An example CI/CD setup for a monorepo using vanilla GitHub Actions
A writeup of the learnings from setting up vanilla GitHub Actions for a large enterprise monorepo.
We found very few examples on how to use GitHub actions in a monorepo. Especially in an enterprise setting, with multiple cloud deployment environments, programming languages and collaborators.
These learnings were obtained by empirical work – migrating a large enterprise monorepo from Jenkins to GitHub Actions.
We wanted a setup that doesn’t rely on third-party actions or hacks. This article outlines one way to achieve that. The uncovered patterns are widely usable. Hopefully.
There’s a high-level Tl;DR.
Background
An enterprise decision had been made to move from Jenkins to GitHub Actions.
The main requirements were:
- Vanilla GitHub Actions
- No third-party actions (besides the ones by AWS and Docker)
- No external build system (no Bazel, Pantsbuild, Turborepo, nx, etc.)

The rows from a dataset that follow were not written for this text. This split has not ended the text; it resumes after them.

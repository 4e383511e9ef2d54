use crate::error::Error;
use crate::event::{DeviceDescriptor, InputEvent, EV_SYN, SYN_DROPPED, SYN_REPORT};
use crate::linux::{event_writer, glue, probe};
use std::fs::File;
use std::io::{self, Read};
use std::os::unix::io::AsRawFd;
use std::path::{Path, PathBuf};
use std::sync::atomic::{AtomicBool, Ordering};
use std::sync::{Arc, Mutex, PoisonError};
use std::time::Duration;

/// A physical event node we read from and can grab exclusively.
pub struct PhysicalDevice {
    path: PathBuf,
    descriptor: DeviceDescriptor,
    // Swapped out on reopen; readers hold their own clone while polling.
    file: Mutex<Arc<File>>,
    grabbed: AtomicBool,
}

impl PhysicalDevice {
    /// Opens and probes the node. Devices we synthesized ourselves carry a
    /// marked physical path and yield `None`, so they are never shared back.
    pub fn open(path: &Path) -> Result<Option<Self>, Error> {
        let file = probe::open(path)?;

        // Most devices without a physical path fail this query.
        if let Ok(phys) = probe::probe_phys(&file) {
            if event_writer::is_marked_phys(&phys) {
                log::debug!("{}: skipping virtual device", path.display());
                return Ok(None);
            }
        }

        let descriptor = probe::probe_file(&file, path)?;

        Ok(Some(Self {
            path: path.to_owned(),
            descriptor,
            file: Mutex::new(Arc::new(file)),
            grabbed: AtomicBool::new(false),
        }))
    }

    #[cfg(test)]
    pub(crate) fn from_file(path: &Path, descriptor: DeviceDescriptor, file: File) -> Self {
        Self {
            path: path.to_owned(),
            descriptor,
            file: Mutex::new(Arc::new(file)),
            grabbed: AtomicBool::new(false),
        }
    }

    pub fn path(&self) -> &Path {
        &self.path
    }

    pub fn descriptor(&self) -> &DeviceDescriptor {
        &self.descriptor
    }

    pub fn name(&self) -> &str {
        &self.descriptor.name
    }

    pub(crate) fn rename(&mut self, name: String) {
        self.descriptor.name = name;
    }

    pub fn is_grabbed(&self) -> bool {
        self.grabbed.load(Ordering::SeqCst)
    }

    /// Takes the device away from every other reader, the local desktop
    /// included. Grabbing twice is a no-op.
    pub fn grab(&self) -> Result<(), Error> {
        self.set_grab(true)
    }

    pub fn release(&self) -> Result<(), Error> {
        self.set_grab(false)
    }

    fn set_grab(&self, grab: bool) -> Result<(), Error> {
        if self.is_grabbed() == grab {
            return Ok(());
        }

        let file = self.handle();
        unsafe { glue::eviocgrab(file.as_raw_fd(), grab as _) }
            .map_err(|err| Error::Io(err.into()))?;

        self.grabbed.store(grab, Ordering::SeqCst);
        log::debug!(
            "{}: {}",
            self.path.display(),
            if grab { "grabbed" } else { "released" }
        );

        Ok(())
    }

    /// Replaces the handle with a fresh one. A grab held through the old
    /// handle is carried over to the new one.
    pub fn reopen(&self) -> Result<(), Error> {
        let file = probe::open(&self.path)?;
        self.replace(file);

        log::info!("{}: reopened", self.path.display());
        if self.grabbed.swap(false, Ordering::SeqCst) {
            self.grab()?;
        }

        Ok(())
    }

    pub(crate) fn replace(&self, file: File) {
        *self.file.lock().unwrap_or_else(PoisonError::into_inner) = Arc::new(file);
    }

    /// Waits at most `timeout` for records on the current handle and reads
    /// them. `Ok(None)` means nothing arrived; the next call then picks up a
    /// handle swapped in by `reopen` meanwhile, which a grab may have made
    /// the only one the kernel still delivers to.
    pub fn read_timeout(&self, buf: &mut [u8], timeout: Duration) -> io::Result<Option<usize>> {
        let handle = self.handle();
        let mut pollfd = libc::pollfd {
            fd: handle.as_raw_fd(),
            events: libc::POLLIN,
            revents: 0,
        };

        let timeout = timeout.as_millis().min(libc::c_int::MAX as u128) as libc::c_int;
        let ready = unsafe { libc::poll(&mut pollfd, 1, timeout) };
        if ready < 0 {
            return Err(io::Error::last_os_error());
        }
        if ready == 0 {
            return Ok(None);
        }

        (&*handle).read(buf).map(Some)
    }

    fn handle(&self) -> Arc<File> {
        self.file
            .lock()
            .unwrap_or_else(PoisonError::into_inner)
            .clone()
    }
}

/// Groups records into the batches the kernel delimits with `SYN_REPORT`.
/// After a `SYN_DROPPED` everything up to and including the next report is
/// thrown away, since the batch is incomplete.
#[derive(Debug, Default)]
pub(crate) struct Batcher {
    pending: Vec<InputEvent>,
    dropping: bool,
}

impl Batcher {
    pub fn new() -> Self {
        Self::default()
    }

    /// Returns a finished batch, without its closing report.
    pub fn push(&mut self, event: InputEvent) -> Option<Vec<InputEvent>> {
        match (event.type_, event.code) {
            (EV_SYN, SYN_REPORT) => {
                if self.dropping {
                    self.dropping = false;
                    self.pending.clear();
                    return None;
                }

                if self.pending.is_empty() {
                    return None;
                }

                Some(std::mem::take(&mut self.pending))
            }
            (EV_SYN, SYN_DROPPED) => {
                log::debug!("Events dropped by the kernel, discarding partial batch");
                self.dropping = true;
                self.pending.clear();
                None
            }
            _ => {
                if !self.dropping {
                    self.pending.push(event);
                }

                None
            }
        }
    }

    pub fn reset(&mut self) {
        self.pending.clear();
        self.dropping = false;
    }
}

#[cfg(test)]
mod tests {
    use super::*;
    use crate::event::{EV_KEY, EV_MSC, EV_REL};

    #[test]
    fn batches_end_at_reports() {
        let mut batcher = Batcher::new();
        assert_eq!(batcher.push(InputEvent::new(EV_MSC, 4, 458_756)), None);
        assert_eq!(batcher.push(InputEvent::new(EV_KEY, 30, 1)), None);

        let batch = batcher.push(InputEvent::sync()).unwrap();
        assert_eq!(
            batch,
            vec![InputEvent::new(EV_MSC, 4, 458_756), InputEvent::new(EV_KEY, 30, 1)]
        );
    }

    #[test]
    fn empty_reports_yield_nothing() {
        let mut batcher = Batcher::new();
        assert_eq!(batcher.push(InputEvent::sync()), None);
    }

    #[test]
    fn dropped_batches_are_discarded() {
        let mut batcher = Batcher::new();
        batcher.push(InputEvent::new(EV_REL, 0, 5));
        assert_eq!(batcher.push(InputEvent::new(EV_SYN, SYN_DROPPED, 0)), None);
        batcher.push(InputEvent::new(EV_REL, 1, 3));
        assert_eq!(batcher.push(InputEvent::sync()), None);

        batcher.push(InputEvent::new(EV_REL, 0, -2));
        assert_eq!(
            batcher.push(InputEvent::sync()),
            Some(vec![InputEvent::new(EV_REL, 0, -2)])
        );
    }

    #[test]
    fn reset_forgets_state() {
        let mut batcher = Batcher::new();
        batcher.push(InputEvent::new(EV_SYN, SYN_DROPPED, 0));
        batcher.reset();
        batcher.push(InputEvent::new(EV_KEY, 2, 0));
        assert_eq!(
            batcher.push(InputEvent::sync()),
            Some(vec![InputEvent::new(EV_KEY, 2, 0)])
        );
    }
}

- No hacks, such as the paths-filter and alls-green actions
- Monorepo with multiple programming languages (Javascript, Python)
- Cloud native deployment to AWS using cloudformation or CDK (no Kubernetes)
- Development environment that shares tool versions with CI
- Required checks must pass before merging1
- Minimal changes to codebase
Using vanilla GitHub Actions is a strategy to limit dependencies. It is a practical approach for ensuring maintainability, as well as decreasing exposure to supply-chain related security threats2.
When setting-up or altering a CI/CD pipeline, we found that it is important to consider how it affects the development environment. In a large organization, managing common development tools and their versions is a struggle – especially in the Python ecosystem. To solve this, we use devcontainers, but your team’s needs and requirements may differ.
The rest of the listed requirements are a mix of existing practices within the enterprise.
Solution - High level overview
The codebase is organized into components on the root level. Each component can be deployed individually.
We split the GitHub Actions into a common deployment workflow, two additional supporting workflows, and individual component-specific workflows.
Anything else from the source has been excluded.